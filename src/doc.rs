//! Document model: shape groups, their measurement labels, and the scene that owns them.
//!
//! A [`ShapeGroup`] is one rectangle plus four measurement labels, one per
//! side. Labels are derived data: whenever a rectangle's bounds change the
//! owner calls [`ShapeGroup::set_bounds`], which re-runs label reflow. Reflow
//! is idempotent, so calling it with unchanged bounds leaves every label
//! byte-identical.
//!
//! The [`Scene`] keeps groups in insertion order. Order is z-order only; it
//! carries no other meaning.

#[cfg(test)]
#[path = "doc_test.rs"]
mod doc_test;

use serde::{Deserialize, Serialize};
use uuid::Uuid;

use crate::geom::{Edge, Point, Rect, Vector};
use crate::snap::SnapTarget;

/// Unique identifier for a shape group.
pub type ShapeGroupId = Uuid;

/// Which side of the rectangle a label annotates.
#[derive(Debug, Clone, Copy, PartialEq, Eq, Hash, Serialize, Deserialize)]
#[serde(rename_all = "lowercase")]
pub enum LabelSide {
    Top,
    Right,
    Bottom,
    Left,
}

impl LabelSide {
    pub const ALL: [LabelSide; 4] = [LabelSide::Top, LabelSide::Right, LabelSide::Bottom, LabelSide::Left];

    /// The rectangle side this label sits beside.
    #[must_use]
    pub fn edge(self) -> Edge {
        match self {
            Self::Top => Edge::Top,
            Self::Right => Edge::Right,
            Self::Bottom => Edge::Bottom,
            Self::Left => Edge::Left,
        }
    }

    /// Horizontal text anchoring relative to the label position.
    #[must_use]
    pub fn justification(self) -> Justification {
        match self {
            Self::Top | Self::Bottom => Justification::Center,
            Self::Right => Justification::Left,
            Self::Left => Justification::Right,
        }
    }
}

/// Text anchoring for the drawing layer.
#[derive(Debug, Clone, Copy, PartialEq, Eq, Serialize, Deserialize)]
#[serde(rename_all = "lowercase")]
pub enum Justification {
    Left,
    Center,
    Right,
}

/// A measurement label attached to one side of a rectangle.
#[derive(Debug, Clone, PartialEq, Serialize, Deserialize)]
pub struct Label {
    pub side: LabelSide,
    /// Displayed text, e.g. `"100 mm"`.
    pub text: String,
    /// Anchor point in model space.
    pub position: Point,
    /// Mirrors the global "measurements shown" toggle.
    pub visible: bool,
}

/// Format a length for a measurement label.
#[must_use]
pub fn label_text(length: f64) -> String {
    format!("{} mm", length.round())
}

/// A rectangle with its four measurement labels.
#[derive(Debug, Clone, PartialEq)]
pub struct ShapeGroup {
    pub id: ShapeGroupId,
    rect: Rect,
    labels: [Label; 4],
}

impl ShapeGroup {
    /// Create a group with a fresh id and reflowed labels.
    #[must_use]
    pub fn new(rect: Rect, label_padding: f64, labels_visible: bool) -> Self {
        Self::with_id(Uuid::new_v4(), rect, label_padding, labels_visible)
    }

    /// Create a group with a caller-chosen id.
    #[must_use]
    pub fn with_id(id: ShapeGroupId, rect: Rect, label_padding: f64, labels_visible: bool) -> Self {
        let labels = LabelSide::ALL.map(|side| Label {
            side,
            text: String::new(),
            position: Point::default(),
            visible: labels_visible,
        });
        let mut group = Self { id, rect, labels };
        group.reflow_labels(label_padding);
        group
    }

    #[must_use]
    pub fn bounds(&self) -> Rect {
        self.rect
    }

    #[must_use]
    pub fn labels(&self) -> &[Label; 4] {
        &self.labels
    }

    #[must_use]
    pub fn label(&self, side: LabelSide) -> &Label {
        &self.labels[side as usize]
    }

    /// Replace the bounds and reflow labels.
    pub fn set_bounds(&mut self, rect: Rect, label_padding: f64) {
        self.rect = rect;
        self.reflow_labels(label_padding);
    }

    /// Move the rectangle and its labels.
    pub fn translate(&mut self, by: Vector, label_padding: f64) {
        self.set_bounds(self.rect.translate(by), label_padding);
    }

    /// Reposition labels outside each edge midpoint and regenerate their text.
    ///
    /// Top and bottom labels show the width, left and right the height.
    pub fn reflow_labels(&mut self, padding: f64) {
        let r = self.rect;
        let width = label_text(r.width);
        let height = label_text(r.height);

        for label in &mut self.labels {
            let (outward, text) = match label.side {
                LabelSide::Top => (Point::new(0.0, -padding), &width),
                LabelSide::Right => (Point::new(padding, 0.0), &height),
                LabelSide::Bottom => (Point::new(0.0, padding), &width),
                LabelSide::Left => (Point::new(-padding, 0.0), &height),
            };
            label.position = r.edge(label.side.edge()).midpoint() + outward;
            if label.text != *text {
                label.text.clone_from(text);
            }
        }
    }

    pub fn set_labels_visible(&mut self, visible: bool) {
        for label in &mut self.labels {
            label.visible = visible;
        }
    }
}

/// Insertion-ordered store of shape groups.
#[derive(Debug, Clone, Default)]
pub struct Scene {
    groups: Vec<ShapeGroup>,
}

impl Scene {
    /// Create an empty scene.
    #[must_use]
    pub fn new() -> Self {
        Self { groups: Vec::new() }
    }

    /// Insert a group on top. A group with the same id is replaced in place,
    /// keeping its z-order.
    pub fn insert(&mut self, group: ShapeGroup) {
        match self.groups.iter_mut().find(|g| g.id == group.id) {
            Some(existing) => *existing = group,
            None => self.groups.push(group),
        }
    }

    /// Remove a group by id, returning it if it was present.
    pub fn remove(&mut self, id: &ShapeGroupId) -> Option<ShapeGroup> {
        let idx = self.groups.iter().position(|g| g.id == *id)?;
        Some(self.groups.remove(idx))
    }

    /// Keep only the groups for which `keep` returns true.
    pub fn retain<F>(&mut self, keep: F)
    where
        F: FnMut(&ShapeGroup) -> bool,
    {
        self.groups.retain(keep);
    }

    /// Remove every group.
    pub fn clear(&mut self) {
        self.groups.clear();
    }

    #[must_use]
    pub fn get(&self, id: &ShapeGroupId) -> Option<&ShapeGroup> {
        self.groups.iter().find(|g| g.id == *id)
    }

    pub fn get_mut(&mut self, id: &ShapeGroupId) -> Option<&mut ShapeGroup> {
        self.groups.iter_mut().find(|g| g.id == *id)
    }

    #[must_use]
    pub fn contains(&self, id: &ShapeGroupId) -> bool {
        self.get(id).is_some()
    }

    /// Groups bottom first.
    pub fn iter(&self) -> impl DoubleEndedIterator<Item = &ShapeGroup> {
        self.groups.iter()
    }

    /// Ids bottom first. A snapshot, safe to hold while removing.
    #[must_use]
    pub fn ids(&self) -> Vec<ShapeGroupId> {
        self.groups.iter().map(|g| g.id).collect()
    }

    /// Bounds of every group except `exclude`, in scene order.
    #[must_use]
    pub fn snap_targets(&self, exclude: &ShapeGroupId) -> Vec<SnapTarget> {
        self.groups
            .iter()
            .filter(|g| g.id != *exclude)
            .map(|g| SnapTarget { id: g.id, bounds: g.bounds() })
            .collect()
    }

    /// Smallest rectangle covering every group, or `None` for an empty scene.
    #[must_use]
    pub fn content_bounds(&self) -> Option<Rect> {
        self.groups
            .iter()
            .map(ShapeGroup::bounds)
            .reduce(|acc, r| acc.union(&r))
    }

    /// Apply the "measurements shown" toggle to every label.
    pub fn set_labels_visible(&mut self, visible: bool) {
        for group in &mut self.groups {
            group.set_labels_visible(visible);
        }
    }

    /// Number of groups currently in the scene.
    #[must_use]
    pub fn len(&self) -> usize {
        self.groups.len()
    }

    /// Returns `true` if the scene contains no groups.
    #[must_use]
    pub fn is_empty(&self) -> bool {
        self.groups.is_empty()
    }
}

● ABOUT THIS EXERCISE: The whole block of data above should be printed again verbatim.

● RESULT:
filename src/doc.rs
//! Document model: shape groups, their measurement labels, and the scene that owns them.
//!
//! A [`ShapeGroup`] is one rectangle plus four measurement labels, one per
//! side. Labels are derived data: whenever a rectangle's bounds change the
//! owner calls [`ShapeGroup::set_bounds`], which re-runs label reflow. Reflow
//! is idempotent, so calling it with unchanged bounds leaves every label
//! byte-identical.
//!
//! The [`Scene`] keeps groups in insertion order. Order is z-order only; it
//! carries no other meaning.

#[cfg(test)]
#[path = "doc_test.rs"]
mod doc_test;

use serde::{Deserialize, Serialize};
use uuid::Uuid;

use crate::geom::{Edge, Point, Rect, Vector};
use crate::snap::SnapTarget;

/// Unique identifier for a shape group.
pub type ShapeGroupId = Uuid;

/// Which side of the rectangle a label annotates.
#[derive(Debug, Clone, Copy, PartialEq, Eq, Hash, Serialize, Deserialize)]
#[serde(rename_all = "lowercase")]
pub enum LabelSide {
    Top,
    Right,
    Bottom,
    Left,
}

impl LabelSide {
    pub const ALL: [LabelSide; 4] = [LabelSide::Top, LabelSide::Right, LabelSide::Bottom, LabelSide::Left];

    /// The rectangle side this label sits beside.
    #[must_use]
    pub fn edge(self) -> Edge {
        match self {
            Self::Top => Edge::Top,
            Self::Right => Edge::Right,
            Self::Bottom => Edge::Bottom,
            Self::Left => Edge::Left,
        }
    }

    /// Horizontal text anchoring relative to the label position.
    #[must_use]
    pub fn justification(self) -> Justification {
        match self {
            Self::Top | Self::Bottom => Justification::Center,
            Self::Right => Justification::Left,
            Self::Left => Justification::Right,
        }
    }
}

/// Text anchoring for the drawing layer.
#[derive(Debug, Clone, Copy, PartialEq, Eq, Serialize, Deserialize)]
#[serde(rename_all = "lowercase")]
pub enum Justification {
    Left,
    Center,
    Right,
}

/// A measurement label attached to one side of a rectangle.
#[derive(Debug, Clone, PartialEq, Serialize, Deserialize)]
pub struct Label {
    pub side: LabelSide,
    /// Displayed text, e.g. `"100 mm"`.
    pub text: String,
    /// Anchor point in model space.
    pub position: Point,
    /// Mirrors the global "measurements shown" toggle.
    pub visible: bool,
}

/// Format a length for a measurement label.
#[must_use]
pub fn label_text(length: f64) -> String {
    format!("{} mm", length.round())
}

/// A rectangle with its four measurement labels.
#[derive(Debug, Clone, PartialEq)]
pub struct ShapeGroup {
    pub id: ShapeGroupId,
    rect: Rect,
    labels: [Label; 4],
}

impl ShapeGroup {
    /// Create a group with a fresh id and reflowed labels.
    #[must_use]
    pub fn new(rect: Rect, label_padding: f64, labels_visible: bool) -> Self {
        Self::with_id(Uuid::new_v4(), rect, label_padding, labels_visible)
    }

    /// Create a group with a caller-chosen id.
    #[must_use]
    pub fn with_id(id: ShapeGroupId, rect: Rect, label_padding: f64, labels_visible: bool) -> Self {
        let labels = LabelSide::ALL.map(|side| Label {
            side,
            text: String::new(),
            position: Point::default(),
            visible: labels_visible,
        });
        let mut group = Self { id, rect, labels };
        group.reflow_labels(label_padding);
        group
    }

    #[must_use]
    pub fn bounds(&self) -> Rect {
        self.rect
    }

    #[must_use]
    pub fn labels(&self) -> &[Label; 4] {
        &self.labels
    }

    #[must_use]
    pub fn label(&self, side: LabelSide) -> &Label {
        &self.labels[side as usize]
    }

    /// Replace the bounds and reflow labels.
    pub fn set_bounds(&mut self, rect: Rect, label_padding: f64) {
        self.rect = rect;
        self.reflow_labels(label_padding);
    }

    /// Move the rectangle and its labels.
    pub fn translate(&mut self, by: Vector, label_padding: f64) {
        self.set_bounds(self.rect.translate(by), label_padding);
    }

    /// Reposition labels outside each edge midpoint and regenerate their text.
    ///
    /// Top and bottom labels show the width, left and right the height.
    pub fn reflow_labels(&mut self, padding: f64) {
        let r = self.rect;
        let width = label_text(r.width);
        let height = label_text(r.height);

        for label in &mut self.labels {
            let (outward, text) = match label.side {
                LabelSide::Top => (Point::new(0.0, -padding), &width),
                LabelSide::Right => (Point::new(padding, 0.0), &height),
                LabelSide::Bottom => (Point::new(0.0, padding), &width),
                LabelSide::Left => (Point::new(-padding, 0.0), &height),
            };
            label.position = r.edge(label.side.edge()).midpoint() + outward;
            if label.text != *text {
                label.text.clone_from(text);
            }
        }
    }

    pub fn set_labels_visible(&mut self, visible: bool) {
        for label in &mut self.labels {
            label.visible = visible;
        }
    }
}

/// Insertion-ordered store of shape groups.
#[derive(Debug, Clone, Default)]
pub struct Scene {
    groups: Vec<ShapeGroup>,
}

impl Scene {
    /// Create an empty scene.
    #[must_use]
    pub fn new() -> Self {
        Self { groups: Vec::new() }
    }

    /// Insert a group on top. A group with the same id is replaced in place,
    /// keeping its z-order.
    pub fn insert(&mut self, group: ShapeGroup) {
        match self.groups.iter_mut().find(|g| g.id == group.id) {
            Some(existing) => *existing = group,
            None => self.groups.push(group),
        }
    }

    /// Remove a group by id, returning it if it was present.
    pub fn remove(&mut self, id: &ShapeGroupId) -> Option<ShapeGroup> {
        let idx = self.groups.iter().position(|g| g.id == *id)?;
        Some(self.groups.remove(idx))
    }

    /// Keep only the groups for which `keep` returns true.
    pub fn retain<F>(&mut self, keep: F)
    where
        F: FnMut(&ShapeGroup) -> bool,
    {
        self.groups.retain(keep);
    }

    /// Remove every group.
    pub fn clear(&mut self) {
        self.groups.clear();
    }

    #[must_use]
    pub fn get(&self, id: &ShapeGroupId) -> Option<&ShapeGroup> {
        self.groups.iter().find(|g| g.id == *id)
    }

    pub fn get_mut(&mut self, id: &ShapeGroupId) -> Option<&mut ShapeGroup> {
        self.groups.iter_mut().find(|g| g.id == *id)
    }

    #[must_use]
    pub fn contains(&self, id: &ShapeGroupId) -> bool {
        self.get(id).is_some()
    }

    /// Groups bottom first.
    pub fn iter(&self) -> impl DoubleEndedIterator<Item = &ShapeGroup> {
        self.groups.iter()
    }

    /// Ids bottom first. A snapshot, safe to hold while removing.
    #[must_use]
    pub fn ids(&self) -> Vec<ShapeGroupId> {
        self.groups.iter().map(|g| g.id).collect()
    }

    /// Bounds of every group except `exclude`, in scene order.
    #[must_use]
    pub fn snap_targets(&self, exclude: &ShapeGroupId) -> Vec<SnapTarget> {
        self.groups
            .iter()
            .filter(|g| g.id != *exclude)
            .map(|g| SnapTarget { id: g.id, bounds: g.bounds() })
            .collect()
    }

    /// Smallest rectangle covering every group, or `None` for an empty scene.
    #[must_use]
    pub fn content_bounds(&self) -> Option<Rect> {
        self.groups
            .iter()
            .map(ShapeGroup::bounds)
            .reduce(|acc, r| acc.union(&r))
    }

    /// Apply the "measurements shown" toggle to every label.
    pub fn set_labels_visible(&mut self, visible: bool) {
        for group in &mut self.groups {
            group.set_labels_visible(visible);
        }
    }

    /// Number of groups currently in the scene.
    #[must_use]
    pub fn len(&self) -> usize {
        self.groups.len()
    }

    /// Returns `true` if the scene contains no groups.
    #[must_use]
    pub fn is_empty(&self) -> bool {
        self.groups.is_empty()
    }
}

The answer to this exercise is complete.